▼▼▼

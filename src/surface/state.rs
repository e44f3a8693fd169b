use std::fmt;

use crate::gpu::GraphicsError;

/// Lifecycle state of a [`RenderSurface`](super::RenderSurface).
#[derive(Debug, Clone, Copy, PartialEq, Eq)]
pub enum SurfaceState {
    /// Constructed, not yet mounted.
    Uninitialized,
    /// Acquiring a context and building the program.
    Initializing,
    /// Drawing one frame per host frame callback.
    Running,
    /// The platform took the context away; waiting for restoration.
    ContextLost,
    /// Restoration signalled; rebuild scheduled after a short delay.
    Recovering,
    /// Showing static fallback content for the rest of the session.
    Fallback,
    /// Unmounted. Nothing further happens.
    Disposed,
}

impl SurfaceState {
    /// Whether the surface still owns, or may own again, a GPU context.
    pub const fn is_live(self) -> bool {
        matches!(
            self,
            Self::Initializing | Self::Running | Self::ContextLost | Self::Recovering
        )
    }
}

impl fmt::Display for SurfaceState {
    fn fmt(&self, f: &mut fmt::Formatter<'_>) -> fmt::Result {
        let name = match self {
            Self::Uninitialized => "uninitialized",
            Self::Initializing => "initializing",
            Self::Running => "running",
            Self::ContextLost => "context-lost",
            Self::Recovering => "recovering",
            Self::Fallback => "fallback",
            Self::Disposed => "disposed",
        };
        f.write_str(name)
    }
}

/// Why a surface ended up in [`SurfaceState::Fallback`].
#[derive(Debug, Clone, PartialEq)]
pub enum FallbackReason {
    /// No GPU context could be acquired.
    Unsupported,
    /// Program build or init hook failed.
    ShaderFailed(GraphicsError),
    /// The frame-rate monitor latched.
    PerformanceDowngrade {
        /// Window average that triggered, rounded to one decimal.
        avg_fps: f64,
    },
    /// The registry handed this surface's slot to someone else.
    Evicted,
    /// The registry refused a slot at mount.
    Rejected,
    /// Rebuilding after a context restore failed.
    RecoveryFailed(Option<GraphicsError>),
}

impl fmt::Display for FallbackReason {
    fn fmt(&self, f: &mut fmt::Formatter<'_>) -> fmt::Result {
        match self {
            Self::Unsupported => f.write_str("no GPU context available"),
            Self::ShaderFailed(e) => write!(f, "shader setup failed: {e}"),
            Self::PerformanceDowngrade { avg_fps } => {
                write!(f, "performance downgrade at {avg_fps} fps")
            }
            Self::Evicted => f.write_str("evicted by the resource registry"),
            Self::Rejected => f.write_str("rejected by the resource registry"),
            Self::RecoveryFailed(Some(e)) => {
                write!(f, "context recovery failed: {e}")
            }
            Self::RecoveryFailed(None) => {
                f.write_str("context recovery failed: no context")
            }
        }
    }
}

▲▲▲

### Exercise details
Filter the records down to the lines that contain the string "frame", and copy those lines.

### The completed task
    /// Drawing one frame per host frame callback.
    /// The frame-rate monitor latched.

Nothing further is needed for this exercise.